Muita gente o entende assim; mas está errada; está virtualmente fora da trilha honesta, pois a Lei não aceita pretensas justificativas, mas quer apenas ser vivida. Vamos compreender bem esta assertiva – a Lei é para ser vivida, porque é valor íntimo e não formalidade, é poder intrínseco e não código adventício!
O centro de gravidade dessa matéria fundamental, que por isso mesmo acima de convenções humanas, pode muito bem ser interpretado pela sentença que vem dos antigos Budas, cuja origem se perde na poeira dos milênios:
“AQUELE QUE ME QUEIRA ADORAR, QUE FAÇA ATRAVÉS DE OBRAS MERITÓRIAS, QUE VENHA PELO SEU IRMÃO, QUE SE FAÇA AMORÁVEL E SÁBIO”.

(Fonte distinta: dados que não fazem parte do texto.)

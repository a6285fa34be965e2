//! In-memory root reference for testing and embedding.
//!
//! [`InMemoryRootRef`] keeps the root id behind a `RwLock`. Loads share the
//! read lock; a swap takes the write lock just long enough to compare and
//! store.

use std::sync::RwLock;

use arbor_types::ObjectId;
use tracing::debug;

use crate::error::{RefError, Result};
use crate::traits::RootRef;

/// An in-memory implementation of [`RootRef`]. Lost when dropped.
#[derive(Debug)]
pub struct InMemoryRootRef {
    root: RwLock<ObjectId>,
}

impl InMemoryRootRef {
    /// Create a reference initially pointing at `root`.
    pub fn new(root: ObjectId) -> Self {
        Self {
            root: RwLock::new(root),
        }
    }
}

impl RootRef for InMemoryRootRef {
    fn load(&self) -> Result<ObjectId> {
        let root = self
            .root
            .read()
            .map_err(|e| RefError::Poisoned(e.to_string()))?;
        Ok(*root)
    }

    fn compare_and_swap(&self, expected: &ObjectId, new: &ObjectId) -> Result<()> {
        let mut root = self
            .root
            .write()
            .map_err(|e| RefError::Poisoned(e.to_string()))?;
        if *root != *expected {
            return Err(RefError::Conflict {
                expected: *expected,
                actual: *root,
            });
        }
        debug!(from = %expected.short_hex(), to = %new.short_hex(), "root swapped");
        *root = *new;
        Ok(())
    }
}

#[cfg(test)]
mod tests {
    use super::*;
    use std::sync::Arc;
    use std::thread;

    fn id(n: u8) -> ObjectId {
        ObjectId::from_hash([n; 32])
    }

    #[test]
    fn load_returns_initial_value() {
        let r = InMemoryRootRef::new(id(1));
        assert_eq!(r.load().unwrap(), id(1));
    }

    #[test]
    fn swap_from_expected_succeeds() {
        let r = InMemoryRootRef::new(id(1));
        r.compare_and_swap(&id(1), &id(2)).unwrap();
        assert_eq!(r.load().unwrap(), id(2));
    }

    #[test]
    fn stale_swap_conflicts_and_leaves_value() {
        let r = InMemoryRootRef::new(id(1));
        r.compare_and_swap(&id(1), &id(2)).unwrap();

        let err = r.compare_and_swap(&id(1), &id(3)).unwrap_err();
        assert!(err.is_conflict());
        match err {
            RefError::Conflict { expected, actual } => {
                assert_eq!(expected, id(1));
                assert_eq!(actual, id(2));
            }
            other => panic!("expected Conflict, got: {other}"),
        }
        assert_eq!(r.load().unwrap(), id(2));
    }

    #[test]
    fn racing_swaps_from_same_value_have_one_winner() {
        let r = Arc::new(InMemoryRootRef::new(id(0)));
        let handles: Vec<_> = (1..=8u8)
            .map(|n| {
                let r = Arc::clone(&r);
                thread::spawn(move || r.compare_and_swap(&id(0), &id(n)).is_ok())
            })
            .collect();

        let winners = handles
            .into_iter()
            .map(|h| h.join().expect("thread should not panic"))
            .filter(|won| *won)
            .count();
        assert_eq!(winners, 1);
        assert_ne!(r.load().unwrap(), id(0));
    }
}
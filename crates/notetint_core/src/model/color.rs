//! Highlight color resolution.
//!
//! # Responsibility
//! - Resolve stored hex strings (`#abc` / `#aabbcc`) into RGB channels.
//! - Render the CSS `rgba(...)` value written to pane surfaces.
//!
//! # Invariants
//! - Malformed hex input resolves to `None`, never a panic.
//! - 3-digit shorthand expands per nibble (`#abc` == `#aabbcc`).

/// Resolved highlight color: RGB channels plus opacity.
#[derive(Debug, Clone, Copy, PartialEq)]
pub struct Rgba {
    pub red: u8,
    pub green: u8,
    pub blue: u8,
    /// Opacity in `[0, 1]`.
    pub alpha: f64,
}

impl Rgba {
    /// Resolves a `#rgb` / `#rrggbb` hex string into channels.
    ///
    /// Stored rules are validated at the input boundary, so `None` here
    /// means degraded no-highlight for an out-of-band value.
    pub fn from_hex(hex: &str, alpha: f64) -> Option<Self> {
        let digits = match hex.strip_prefix('#') {
            Some(digits) => digits,
            None => return None,
        };
        if !digits.bytes().all(|b| b.is_ascii_hexdigit()) {
            return None;
        }
        let expanded = match digits.len() {
            3 => digits.chars().flat_map(|c| [c, c]).collect::<String>(),
            6 => digits.to_string(),
            _ => return None,
        };

        let packed = u32::from_str_radix(&expanded, 16).ok()?;
        Some(Self {
            red: ((packed >> 16) & 255) as u8,
            green: ((packed >> 8) & 255) as u8,
            blue: (packed & 255) as u8,
            alpha,
        })
    }

    /// Renders the `rgba(r,g,b,a)` form used as the custom-property value.
    ///
    /// The alpha channel renders in its shortest form: `0.04` stays
    /// `0.04`, `1.0` renders as `1`.
    pub fn css(&self) -> String {
        format!(
            "rgba({},{},{},{})",
            self.red, self.green, self.blue, self.alpha
        )
    }
}
//! Settings persistence SPI.
//!
//! # Responsibility
//! - Declare load/save over the host-owned settings blob.
//! - Define the transport error taxonomy for those two calls.
//!
//! # Invariants
//! - `load` merges over defaults: a blob missing keys still yields a
//!   complete `TintSettings`.
//! - The core never touches the blob medium directly.

use crate::model::settings::TintSettings;
use std::error::Error;
use std::fmt::{Display, Formatter};

pub type StoreResult<T> = Result<T, StoreError>;

/// Settings load/save transport failures.
#[derive(Debug)]
pub enum StoreError {
    /// Underlying medium failed (file, plugin data API).
    Io(std::io::Error),
    /// Blob could not be encoded or decoded.
    Serialization(String),
    /// Host-specific backend failure.
    Backend(String),
}

impl Display for StoreError {
    fn fmt(&self, f: &mut Formatter<'_>) -> std::fmt::Result {
        match self {
            Self::Io(err) => write!(f, "settings io failure: {err}"),
            Self::Serialization(message) => write!(f, "settings blob is invalid: {message}"),
            Self::Backend(message) => write!(f, "settings backend failure: {message}"),
        }
    }
}

impl Error for StoreError {
    fn source(&self) -> Option<&(dyn Error + 'static)> {
        match self {
            Self::Io(err) => Some(err),
            Self::Serialization(_) => None,
            Self::Backend(_) => None,
        }
    }
}

impl From<std::io::Error> for StoreError {
    fn from(value: std::io::Error) -> Self {
        Self::Io(value)
    }
}

/// Host-owned settings persistence.
pub trait SettingsStore {
    /// Loads the current settings snapshot.
    fn load(&self) -> StoreResult<TintSettings>;

    /// Persists one settings snapshot.
    fn save(&self, settings: &TintSettings) -> StoreResult<()>;
}
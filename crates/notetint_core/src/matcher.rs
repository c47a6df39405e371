//! First-match-wins rule evaluation.
//!
//! # Responsibility
//! - Decide whether one rule matches one note.
//! - Pick the winning rule from an ordered list.
//!
//! # Invariants
//! - Folder matching is exact path-segment equality, case-sensitive.
//! - Front-matter keys are looked up exactly as written in the rule.
//! - Evaluation is pure; no host state is read or written here.

use crate::model::frontmatter::Frontmatter;
use crate::model::rule::{ColorRule, RuleKind};

/// Borrowed (identity, metadata) view of one note.
#[derive(Debug, Clone, Copy)]
pub struct NoteContext<'a> {
    /// Workspace-relative note path, e.g. `Projects/Inbox/todo.md`.
    pub path: &'a str,
    /// Front-matter of the note; an empty map when it has none.
    pub frontmatter: &'a Frontmatter,
}

/// Returns whether `rule` matches `note`.
pub fn rule_matches(note: &NoteContext<'_>, rule: &ColorRule) -> bool {
    match rule.kind {
        RuleKind::Folder => path_has_segment(note.path, &rule.value),
        RuleKind::Frontmatter => frontmatter_matches(note.frontmatter, &rule.value),
    }
}

/// Returns the first matching rule in priority order, if any.
///
/// The scan short-circuits on the first hit; later rules are never
/// evaluated once a winner exists.
pub fn select_winning_rule<'r>(
    note: &NoteContext<'_>,
    rules: &'r [ColorRule],
) -> Option<&'r ColorRule> {
    rules.iter().find(|rule| rule_matches(note, rule))
}

fn path_has_segment(path: &str, folder: &str) -> bool {
    path.split(['/', '\\']).any(|segment| segment == folder)
}

fn frontmatter_matches(frontmatter: &Frontmatter, rule_value: &str) -> bool {
    // The first colon separates key from expected value; a rule value
    // without one can never match.
    let (key, expected) = match rule_value.split_once(':') {
        Some(parts) => parts,
        None => return false,
    };
    match frontmatter.get(key) {
        Some(actual) => normalize(&actual.to_string()) == normalize(expected),
        None => false,
    }
}

fn normalize(value: &str) -> String {
    value.trim().to_lowercase()
}
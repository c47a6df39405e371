//! Workspace event contracts.
//!
//! # Responsibility
//! - Name the three workspace changes the engine reacts to.
//! - Declare the subscribe/unsubscribe SPI with receipt tracking.
//!
//! # Invariants
//! - The engine holds one subscription per event kind while started.
//! - Every receipt returned by `subscribe` is released on shutdown.

/// Workspace change notification delivered by the host.
#[derive(Debug, Clone, PartialEq, Eq)]
pub enum WorkspaceEvent {
    /// Focus moved to another pane.
    ActivePaneChanged,
    /// A note's front-matter (or other metadata) changed.
    MetadataChanged { note_path: String },
    /// A note moved or was renamed.
    NoteRenamed { note_path: String },
}

impl WorkspaceEvent {
    /// Returns the subscription kind this event belongs to.
    pub fn kind(&self) -> WorkspaceEventKind {
        match self {
            Self::ActivePaneChanged => WorkspaceEventKind::ActivePaneChanged,
            Self::MetadataChanged { .. } => WorkspaceEventKind::MetadataChanged,
            Self::NoteRenamed { .. } => WorkspaceEventKind::NoteRenamed,
        }
    }
}

/// Subscription category for workspace events.
#[derive(Debug, Clone, Copy, PartialEq, Eq, Hash)]
pub enum WorkspaceEventKind {
    ActivePaneChanged,
    MetadataChanged,
    NoteRenamed,
}

impl WorkspaceEventKind {
    /// Every kind the engine subscribes to on start.
    pub const ALL: [WorkspaceEventKind; 3] = [
        WorkspaceEventKind::ActivePaneChanged,
        WorkspaceEventKind::MetadataChanged,
        WorkspaceEventKind::NoteRenamed,
    ];

    /// Stable name used in log lines.
    pub fn as_str(&self) -> &'static str {
        match self {
            Self::ActivePaneChanged => "active_pane_changed",
            Self::MetadataChanged => "metadata_changed",
            Self::NoteRenamed => "note_renamed",
        }
    }
}

/// Opaque subscription receipt issued by the host.
#[derive(Debug, Clone, Copy, PartialEq, Eq, Hash)]
pub struct SubscriptionId(pub u64);

/// Host event feed.
pub trait EventSource {
    /// Registers interest in one event kind.
    fn subscribe(&self, kind: WorkspaceEventKind) -> SubscriptionId;

    /// Releases one previously issued receipt.
    fn unsubscribe(&self, id: SubscriptionId);
}
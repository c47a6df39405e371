//! Engine settings snapshot.
//!
//! # Responsibility
//! - Define the ordered rule list consumed by the matcher.
//! - Keep blob compatibility with the host settings format.
//!
//! # Invariants
//! - Rule order is priority order (index 0 wins first).
//! - A blob without `colorRules` loads the seed rules; an explicitly empty
//!   list stays empty.

use crate::model::rule::{ColorRule, RuleKind};
use serde::{Deserialize, Serialize};

/// Persisted engine settings.
#[derive(Debug, Clone, PartialEq, Serialize, Deserialize)]
#[serde(rename_all = "camelCase")]
pub struct TintSettings {
    /// Ordered rule list; first match wins.
    #[serde(default = "seed_rules")]
    pub color_rules: Vec<ColorRule>,
}

impl Default for TintSettings {
    fn default() -> Self {
        Self {
            color_rules: seed_rules(),
        }
    }
}

/// Starter rules shipped with a fresh install.
fn seed_rules() -> Vec<ColorRule> {
    vec![
        ColorRule {
            id: "inbox-ffb300".to_string(),
            value: "Inbox".to_string(),
            kind: RuleKind::Folder,
            color: "#ffb300".to_string(),
            alpha: 0.04,
        },
        ColorRule {
            id: "frontmatter-public-499749".to_string(),
            value: "category: public".to_string(),
            kind: RuleKind::Frontmatter,
            color: "#499749".to_string(),
            alpha: 0.04,
        },
        ColorRule {
            id: "frontmatter-private-c44545".to_string(),
            value: "category: private".to_string(),
            kind: RuleKind::Frontmatter,
            color: "#c44545".to_string(),
            alpha: 0.04,
        },
    ]
}
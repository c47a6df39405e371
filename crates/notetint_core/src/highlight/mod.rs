//! Pane highlight application and reconciliation.
//!
//! # Responsibility
//! - Apply and clear the marker-class + custom-property highlight state.
//! - Drive clear-then-apply passes across open panes.
//!
//! # Invariants
//! - Highlight state is derived from (rules, note); nothing here persists.

pub mod reconciler;
pub mod style;
//! Color rule domain model.
//!
//! # Responsibility
//! - Define the rule records that drive pane highlighting.
//! - Guard rule edits so stored rules stay renderable.
//!
//! # Invariants
//! - `id` is stable; uniqueness is maintained by the settings collaborator.
//! - `color` matches the hex pattern after every accepted edit.
//! - `alpha` stays within `[0, 1]` after every accepted edit.

use once_cell::sync::Lazy;
use regex::Regex;
use serde::{Deserialize, Serialize};
use uuid::Uuid;

static HEX_COLOR_RE: Lazy<Regex> =
    Lazy::new(|| Regex::new(r"^#(?:[0-9a-fA-F]{3}){1,2}$").expect("valid hex color regex"));

/// Matching strategy for one rule.
#[derive(Debug, Clone, Copy, PartialEq, Eq, Serialize, Deserialize)]
#[serde(rename_all = "snake_case")]
pub enum RuleKind {
    /// Match notes whose path contains the rule value as a full segment.
    Folder,
    /// Match notes whose front-matter holds the rule's `key: value` pair.
    Frontmatter,
}

fn default_alpha() -> f64 {
    1.0
}

/// One background-tint rule.
///
/// Serialized field names match the host settings blob; `kind` travels as
/// `type`.
#[derive(Debug, Clone, PartialEq, Serialize, Deserialize)]
pub struct ColorRule {
    /// Stable identifier; uniqueness is caller-maintained.
    pub id: String,
    /// Folder name, or a `key: value` pair for front-matter rules.
    pub value: String,
    /// Serialized as `type` to match external blob naming.
    #[serde(rename = "type")]
    pub kind: RuleKind,
    /// Hex RGB color, `#abc` or `#aabbcc`.
    pub color: String,
    /// Background opacity in `[0, 1]`. Absent in older blobs, then opaque.
    #[serde(default = "default_alpha")]
    pub alpha: f64,
}

/// One field change coming from a settings form.
#[derive(Debug, Clone, PartialEq)]
pub enum RuleEdit {
    Kind(RuleKind),
    Value(String),
    Color(String),
    Alpha(f64),
}

impl ColorRule {
    /// Creates a rule with a freshly minted stable id.
    pub fn new(
        kind: RuleKind,
        value: impl Into<String>,
        color: impl Into<String>,
        alpha: f64,
    ) -> Self {
        Self {
            id: Uuid::new_v4().to_string(),
            value: value.into(),
            kind,
            color: color.into(),
            alpha,
        }
    }

    /// Returns the "Add rule" template used by settings forms.
    pub fn draft() -> Self {
        Self::new(RuleKind::Folder, "", "#3b82f6", 0.04)
    }

    /// Applies one guarded field edit.
    ///
    /// Returns `false` and keeps the prior value when the edit fails
    /// validation: `Color` must be hex, `Alpha` must be within `[0, 1]`.
    /// `Kind` and `Value` edits are always accepted.
    pub fn apply_edit(&mut self, edit: RuleEdit) -> bool {
        match edit {
            RuleEdit::Kind(kind) => {
                self.kind = kind;
                true
            }
            RuleEdit::Value(value) => {
                self.value = value;
                true
            }
            RuleEdit::Color(color) => {
                if !is_valid_hex_color(&color) {
                    return false;
                }
                self.color = color;
                true
            }
            RuleEdit::Alpha(alpha) => {
                if !is_valid_alpha(alpha) {
                    return false;
                }
                self.alpha = alpha;
                true
            }
        }
    }
}

/// Returns whether `value` is a `#rgb` / `#rrggbb` hex color.
pub fn is_valid_hex_color(value: &str) -> bool {
    HEX_COLOR_RE.is_match(value)
}

/// Returns whether `value` is a usable background opacity.
pub fn is_valid_alpha(value: f64) -> bool {
    value.is_finite() && (0.0..=1.0).contains(&value)
}
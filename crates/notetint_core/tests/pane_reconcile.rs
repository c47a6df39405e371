use notetint_core::{
    ColorRule, ContentSurface, Frontmatter, FrontmatterValue, NotePane, NoteRegistry,
    PaneHighlighter, RuleKind, HIGHLIGHT_CLASS, HIGHLIGHT_COLOR_PROPERTY,
};
use std::cell::RefCell;
use std::collections::{BTreeMap, BTreeSet};
use std::sync::Arc;

struct FakeSurface {
    classes: RefCell<BTreeSet<String>>,
    properties: RefCell<BTreeMap<String, String>>,
}

impl FakeSurface {
    fn new() -> Arc<Self> {
        Arc::new(Self {
            classes: RefCell::new(BTreeSet::new()),
            properties: RefCell::new(BTreeMap::new()),
        })
    }

    fn with_stale_highlight(value: &str) -> Arc<Self> {
        let surface = Self::new();
        surface.add_class(HIGHLIGHT_CLASS);
        surface.set_style_property(HIGHLIGHT_COLOR_PROPERTY, value);
        surface
    }

    fn has_class(&self, class: &str) -> bool {
        self.classes.borrow().contains(class)
    }

    fn class_count(&self) -> usize {
        self.classes.borrow().len()
    }

    fn property(&self, name: &str) -> Option<String> {
        self.properties.borrow().get(name).cloned()
    }

    fn property_count(&self) -> usize {
        self.properties.borrow().len()
    }
}

impl ContentSurface for FakeSurface {
    fn add_class(&self, class: &str) {
        self.classes.borrow_mut().insert(class.to_string());
    }

    fn remove_class(&self, class: &str) {
        self.classes.borrow_mut().remove(class);
    }

    fn set_style_property(&self, name: &str, value: &str) {
        self.properties
            .borrow_mut()
            .insert(name.to_string(), value.to_string());
    }

    fn remove_style_property(&self, name: &str) {
        self.properties.borrow_mut().remove(name);
    }
}

struct FakePane {
    path: Option<String>,
    surface: Option<Arc<FakeSurface>>,
}

impl NotePane for FakePane {
    fn note_path(&self) -> Option<String> {
        self.path.clone()
    }

    fn content_surface(&self) -> Option<Arc<dyn ContentSurface>> {
        self.surface
            .clone()
            .map(|surface| surface as Arc<dyn ContentSurface>)
    }
}

#[derive(Default)]
struct FakeRegistry {
    panes: Vec<Arc<FakePane>>,
    frontmatter: BTreeMap<String, Frontmatter>,
    active: Option<String>,
}

impl FakeRegistry {
    fn add_pane(&mut self, path: Option<&str>, surface: Option<Arc<FakeSurface>>) {
        self.panes.push(Arc::new(FakePane {
            path: path.map(str::to_string),
            surface,
        }));
    }

    fn set_frontmatter(&mut self, path: &str, key: &str, value: &str) {
        self.frontmatter
            .entry(path.to_string())
            .or_default()
            .insert(key.to_string(), FrontmatterValue::from(value));
    }
}

impl NoteRegistry for FakeRegistry {
    fn open_panes(&self) -> Vec<Arc<dyn NotePane>> {
        self.panes
            .iter()
            .map(|pane| pane.clone() as Arc<dyn NotePane>)
            .collect()
    }

    fn frontmatter(&self, note_path: &str) -> Option<Frontmatter> {
        self.frontmatter.get(note_path).cloned()
    }

    fn active_note(&self) -> Option<String> {
        self.active.clone()
    }
}

fn folder_rule(id: &str, value: &str, color: &str) -> ColorRule {
    ColorRule {
        id: id.to_string(),
        value: value.to_string(),
        kind: RuleKind::Folder,
        color: color.to_string(),
        alpha: 0.04,
    }
}

fn frontmatter_rule(id: &str, value: &str, color: &str) -> ColorRule {
    ColorRule {
        id: id.to_string(),
        value: value.to_string(),
        kind: RuleKind::Frontmatter,
        color: color.to_string(),
        alpha: 0.04,
    }
}

#[test]
fn full_pass_paints_matches_and_clears_the_rest() {
    let mut registry = FakeRegistry::default();
    let inbox = FakeSurface::new();
    let public = FakeSurface::new();
    let stale = FakeSurface::with_stale_highlight("rgba(0,0,0,1)");
    registry.add_pane(Some("Inbox/todo.md"), Some(inbox.clone()));
    registry.add_pane(Some("Projects/x.md"), Some(public.clone()));
    registry.add_pane(Some("Projects/y.md"), Some(stale.clone()));
    registry.set_frontmatter("Projects/x.md", "category", "public");
    registry.set_frontmatter("Projects/y.md", "category", "internal");

    let rules = vec![
        folder_rule("inbox", "Inbox", "#ffb300"),
        frontmatter_rule("public", "category: public", "#499749"),
    ];
    let summary = PaneHighlighter::new(&registry, &rules).reconcile(None);

    assert_eq!(summary.panes_visited, 3);
    assert_eq!(summary.panes_skipped, 0);
    assert_eq!(summary.highlights_applied, 2);

    assert!(inbox.has_class(HIGHLIGHT_CLASS));
    assert_eq!(
        inbox.property(HIGHLIGHT_COLOR_PROPERTY).as_deref(),
        Some("rgba(255,179,0,0.04)")
    );
    assert!(public.has_class(HIGHLIGHT_CLASS));
    assert_eq!(
        public.property(HIGHLIGHT_COLOR_PROPERTY).as_deref(),
        Some("rgba(73,151,73,0.04)")
    );
    assert!(!stale.has_class(HIGHLIGHT_CLASS));
    assert_eq!(stale.property(HIGHLIGHT_COLOR_PROPERTY), None);
}

#[test]
fn repeated_passes_keep_one_class_and_one_property() {
    let mut registry = FakeRegistry::default();
    let surface = FakeSurface::new();
    registry.add_pane(Some("Inbox/todo.md"), Some(surface.clone()));

    let rules = vec![folder_rule("inbox", "Inbox", "#ffb300")];
    let highlighter = PaneHighlighter::new(&registry, &rules);
    highlighter.reconcile(None);
    highlighter.reconcile(None);

    assert_eq!(surface.class_count(), 1);
    assert_eq!(surface.property_count(), 1);
    assert!(surface.has_class(HIGHLIGHT_CLASS));
}

#[test]
fn clearing_a_never_highlighted_pane_changes_nothing() {
    let mut registry = FakeRegistry::default();
    let surface = FakeSurface::new();
    // A host class the engine does not own.
    surface.add_class("markdown-reading-view");
    registry.add_pane(Some("Projects/y.md"), Some(surface.clone()));

    let rules = vec![folder_rule("inbox", "Inbox", "#ffb300")];
    let summary = PaneHighlighter::new(&registry, &rules).reconcile(None);

    assert_eq!(summary.panes_visited, 1);
    assert_eq!(summary.highlights_applied, 0);
    assert_eq!(surface.class_count(), 1);
    assert!(surface.has_class("markdown-reading-view"));
    assert_eq!(surface.property_count(), 0);
}

#[test]
fn scoped_pass_leaves_unrelated_panes_untouched() {
    let mut registry = FakeRegistry::default();
    let unrelated = FakeSurface::with_stale_highlight("rgba(9,9,9,0.9)");
    let target = FakeSurface::new();
    registry.add_pane(Some("Notes/a.md"), Some(unrelated.clone()));
    registry.add_pane(Some("Inbox/b.md"), Some(target.clone()));

    let rules = vec![folder_rule("inbox", "Inbox", "#ffb300")];
    let summary = PaneHighlighter::new(&registry, &rules).reconcile(Some("Inbox/b.md"));

    assert_eq!(summary.panes_visited, 1);
    assert_eq!(summary.panes_skipped, 1);
    assert_eq!(summary.highlights_applied, 1);

    // The out-of-scope pane keeps even stale state; the scope check comes
    // before any clearing.
    assert!(unrelated.has_class(HIGHLIGHT_CLASS));
    assert_eq!(
        unrelated.property(HIGHLIGHT_COLOR_PROPERTY).as_deref(),
        Some("rgba(9,9,9,0.9)")
    );
    assert!(target.has_class(HIGHLIGHT_CLASS));
}

#[test]
fn unresolved_notes_and_missing_surfaces_are_skipped() {
    let mut registry = FakeRegistry::default();
    let orphaned = FakeSurface::with_stale_highlight("rgba(1,2,3,0.5)");
    let painted = FakeSurface::new();
    registry.add_pane(None, Some(orphaned.clone()));
    registry.add_pane(Some("Inbox/x.md"), None);
    registry.add_pane(Some("Inbox/y.md"), Some(painted.clone()));

    let rules = vec![folder_rule("inbox", "Inbox", "#ffb300")];
    let summary = PaneHighlighter::new(&registry, &rules).reconcile(None);

    assert_eq!(summary.panes_visited, 1);
    assert_eq!(summary.panes_skipped, 2);
    assert_eq!(summary.highlights_applied, 1);

    assert!(orphaned.has_class(HIGHLIGHT_CLASS));
    assert!(painted.has_class(HIGHLIGHT_CLASS));
}

#[test]
fn unparseable_stored_color_leaves_the_pane_cleared() {
    let mut registry = FakeRegistry::default();
    let broken = FakeSurface::with_stale_highlight("rgba(0,0,0,1)");
    let healthy = FakeSurface::new();
    registry.add_pane(Some("Inbox/todo.md"), Some(broken.clone()));
    registry.add_pane(Some("Archive/old.md"), Some(healthy.clone()));

    // The bad color bypasses the form guard via direct construction.
    let rules = vec![
        folder_rule("bad", "Inbox", "#12345"),
        folder_rule("good", "Archive", "#499749"),
    ];
    let summary = PaneHighlighter::new(&registry, &rules).reconcile(None);

    assert_eq!(summary.panes_visited, 2);
    assert_eq!(summary.highlights_applied, 1);

    assert!(!broken.has_class(HIGHLIGHT_CLASS));
    assert_eq!(broken.property(HIGHLIGHT_COLOR_PROPERTY), None);
    assert!(healthy.has_class(HIGHLIGHT_CLASS));
}

#[test]
fn clear_all_sweeps_every_surfaced_pane() {
    let mut registry = FakeRegistry::default();
    let first = FakeSurface::with_stale_highlight("rgba(255,179,0,0.04)");
    let pathless = FakeSurface::with_stale_highlight("rgba(73,151,73,0.04)");
    registry.add_pane(Some("Inbox/todo.md"), Some(first.clone()));
    registry.add_pane(None, Some(pathless.clone()));
    registry.add_pane(Some("Inbox/x.md"), None);

    let rules = vec![folder_rule("inbox", "Inbox", "#ffb300")];
    let cleared = PaneHighlighter::new(&registry, &rules).clear_all();

    assert_eq!(cleared, 2);
    assert!(!first.has_class(HIGHLIGHT_CLASS));
    assert_eq!(first.property_count(), 0);
    assert!(!pathless.has_class(HIGHLIGHT_CLASS));
    assert_eq!(pathless.property_count(), 0);
}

É por isso que eu disse, de início, conter ainda bastantes recalques budistas, fartas marcas psicológicas em favor da doutrina humanista. Os Budas cometeram erros, conceberam mal sobre temas da Verdade, mas foram tremendamente grandes ao reconhecer a melhor das verdades libertadoras – aquela que não manda oferecer bugigangas a Deus a pretexto de ato de fé. Tudo no budismo, em matéria de salvação, repousa no culto dos desprendimentos materiais e no melhor trato social. Quem não sabe ser decente para com seu irmão, que se não defenda através de atos e atitudes hipócritas, pois as malícias multiplicam os erros ao invés de os justificar ou eliminar.
Eu sei que há exageros contemplativos no budismo; sei que ele honra em excesso a doutrina da abstração e da abstinência; sei que relega a plano inferior, e que chega a negar o merecimento de atividades indispensáveis ao aprimoramento moral e científico do espírito. Sei, em linhas gerais, que a Lei não se abala com essas concepções, reclamando atividades e atenções, trabalhos e acúmulos experimentais. Sei que, de fato, muitos pretensos libertos, ou Budas, voltaram à carne, em outros tempos, em outros países e para fins complementares. Eu sou a prova de que isso é por Lei. Mas eu sei que, colocando no seio da doutrina budista o conhecimento daquela verdade que o Diretor Planetário veio derramar sobre toda carne, que é o Batismo de Espírito, ela encerra tudo o quanto há de mais nobre e necessário, como instrumento da libertação espiritual. O budismo não é, em sua essência, nem formal e nem idólatra; vale por todo um programa de Ética aplicada. Se vier a contar com a oferta do Pentecostes, de cuja magnificência fez Paulo de Tarso recomendação absoluta nos capítulos doze, treze e quatorze da Primeira Epístola aos Coríntios, far-se-á ínclito órgão de instrução e libertação.